5.3     Hingegen steht auf Grund der festgestellten Anzeigepflichtverletzung ohne Weiteres fest, dass die Beschwerdegegnerin berechtigt ist, die statutarische Ordnung beziehungsweise den rechtmässigen Zustand durch einen rückwirkenden Vorbehalt wieder herzustellen. Der nachträgliche Vorbehalt stellt keine Strafmassnahme dar, weshalb der Grundsatz der Verhältnismässigkeit anders als bei den verwaltungsrechtlichen Sanktionen nicht zu beachten ist. Entsprechend muss der Versicherer denn auch nicht vorgängig auf die Möglichkeit von Versicherungsvorbehalten aufmerksam machen (Eugster, a.a.O., S. 199 Rz 363 und S. 201 Rz 367). 
5.4     Zusammenfassend ist der Einspracheentscheid vom 13. Februar 2003 damit aufzuheben, und die Sache ist an die Beschwerdegegnerin zurückzuweisen, damit diese im Sinne der Erwägungen über den rückwirkenden Vorbehalt verfüge.
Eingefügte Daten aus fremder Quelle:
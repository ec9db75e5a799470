//! Surface lifecycle state machine

use crate::error::LifecycleError;

/// Phase of a mounted surface.
///
/// Phases only move forward, one step at a time:
/// `Uninitialized -> Rehydrating -> Ready -> Unmounting -> Terminated`.
#[derive(Debug, Clone, Copy, PartialEq, Eq, PartialOrd, Ord, Hash, Default)]
pub enum Phase {
    #[default]
    Uninitialized,
    /// Reading the durable blob into a fresh tree.
    Rehydrating,
    /// The only phase in which user intent is accepted.
    Ready,
    /// Releasing subscriptions and in-flight requests.
    Unmounting,
    Terminated,
}

impl Phase {
    /// The phase that must follow this one, if any.
    pub fn next(self) -> Option<Phase> {
        match self {
            Phase::Uninitialized => Some(Phase::Rehydrating),
            Phase::Rehydrating => Some(Phase::Ready),
            Phase::Ready => Some(Phase::Unmounting),
            Phase::Unmounting => Some(Phase::Terminated),
            Phase::Terminated => None,
        }
    }
}

/// Tracks the current [`Phase`] and rejects illegal transitions.
#[derive(Debug, Clone, Default)]
pub struct Lifecycle {
    phase: Phase,
}

impl Lifecycle {
    pub fn new() -> Self {
        Self::default()
    }

    pub fn phase(&self) -> Phase {
        self.phase
    }

    pub fn is_ready(&self) -> bool {
        self.phase == Phase::Ready
    }

    /// Whether the surface has started tearing down.
    pub fn is_unmounted(&self) -> bool {
        self.phase >= Phase::Unmounting
    }

    /// Move to `to`, which must be the direct successor of the current phase.
    pub fn advance(&mut self, to: Phase) -> Result<(), LifecycleError> {
        if self.phase.next() != Some(to) {
            return Err(LifecycleError::InvalidTransition {
                from: self.phase,
                to,
            });
        }
        tracing::debug!(from = ?self.phase, to = ?to, "Lifecycle transition");
        self.phase = to;
        Ok(())
    }
}

#[cfg(test)]
mod tests {
    use super::*;

    #[test]
    fn test_full_forward_sequence() {
        let mut lifecycle = Lifecycle::new();
        assert_eq!(lifecycle.phase(), Phase::Uninitialized);

        for phase in [
            Phase::Rehydrating,
            Phase::Ready,
            Phase::Unmounting,
            Phase::Terminated,
        ] {
            lifecycle.advance(phase).unwrap();
            assert_eq!(lifecycle.phase(), phase);
        }
        assert!(lifecycle.is_unmounted());
    }

    #[test]
    fn test_skip_is_rejected() {
        let mut lifecycle = Lifecycle::new();
        let err = lifecycle.advance(Phase::Ready).unwrap_err();
        assert_eq!(
            err,
            LifecycleError::InvalidTransition {
                from: Phase::Uninitialized,
                to: Phase::Ready,
            }
        );
        assert_eq!(lifecycle.phase(), Phase::Uninitialized);
    }

    #[test]
    fn test_backwards_is_rejected() {
        let mut lifecycle = Lifecycle::new();
        lifecycle.advance(Phase::Rehydrating).unwrap();
        lifecycle.advance(Phase::Ready).unwrap();
        assert!(lifecycle.is_ready());

        assert!(lifecycle.advance(Phase::Rehydrating).is_err());
        assert!(lifecycle.advance(Phase::Ready).is_err());
        assert!(lifecycle.is_ready());
    }

    #[test]
    fn test_terminated_is_final() {
        assert_eq!(Phase::Terminated.next(), None);
    }
}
6.       Nach § 34 Abs. 1 des Gesetzes über das Sozialversicherungsgericht (GSVGer) haben die Parteien auf Antrag nach Massgabe ihres Obsiegens Anspruch auf den vom Gericht festzusetzenden Ersatz der Parteikosten. Dieser wird ohne Rücksicht auf den Streitwert nach der Bedeutung der Streitsache und nach dem Schwierigkeitsgrad des Prozesses bemessen. Die Rückweisung kommt einem Obsiegen gleich (ZAK 1987 S. 268 Erw. 5a mit Hinweisen). Die teilweise obsiegende Beschwerdeführerin hat deshalb Anspruch auf eine um 1/3 reduzierte Prozessentschädigung von Fr. 1'200.-- (inklusive Mehrwertsteuer und Barauslagen).





Das Gericht erkennt:


1.         Die Beschwerde wird, soweit darauf einzutreten ist, teilweise gutgeheissen und die Sache unter Aufhebung des Einspracheentscheides der ÖKK vom 13. Februar 2003 an die Beschwerdegegnerin zurückgewiesen, damit diese im Sinne der Erwägungen neu verfüge.
2.         Das Verfahren ist kostenlos.
3.         Die Beschwerdegegnerin wird verpflichtet, der Beschwerdeführerin eine reduzierte Prozessentschädigung von Fr. 1'200.-- (inklusive Mehrwertsteuer und Barauslagen) zu bezahlen.
4.         Zustellung gegen Empfangsschein an:
- Rechtsanwalt Jürg Maron
- ÖKK Luzern
- Bundesamt für Gesundheit
5.         Gegen diesen Entscheid kann innert 30 Tagen seit der Zustellung beim Eidgenössischen Versicherungsgericht Verwaltungsgerichtsbeschwerde eingereicht werden.
Die Beschwerdeschrift ist dem Eidgenössischen Versicherungsgericht, Schweizerhofquai 6, 6004 Luzern, in dreifacher Ausfertigung zuzustellen.
Die Beschwerdeschrift hat die Begehren, deren Begründung mit Angabe der Beweismittel und die Unterschrift der beschwerdeführenden Person oder ihres Vertreters zu enthalten; die Ausfertigung des angefochtenen Entscheides und der dazugehörige Briefumschlag sowie die als Beweismittel angerufenen Urkunden sind beizulegen, soweit die beschwerdeführende Person sie in Händen hat (Art. 132 in Verbindung mit Art. 106 und 108 OG).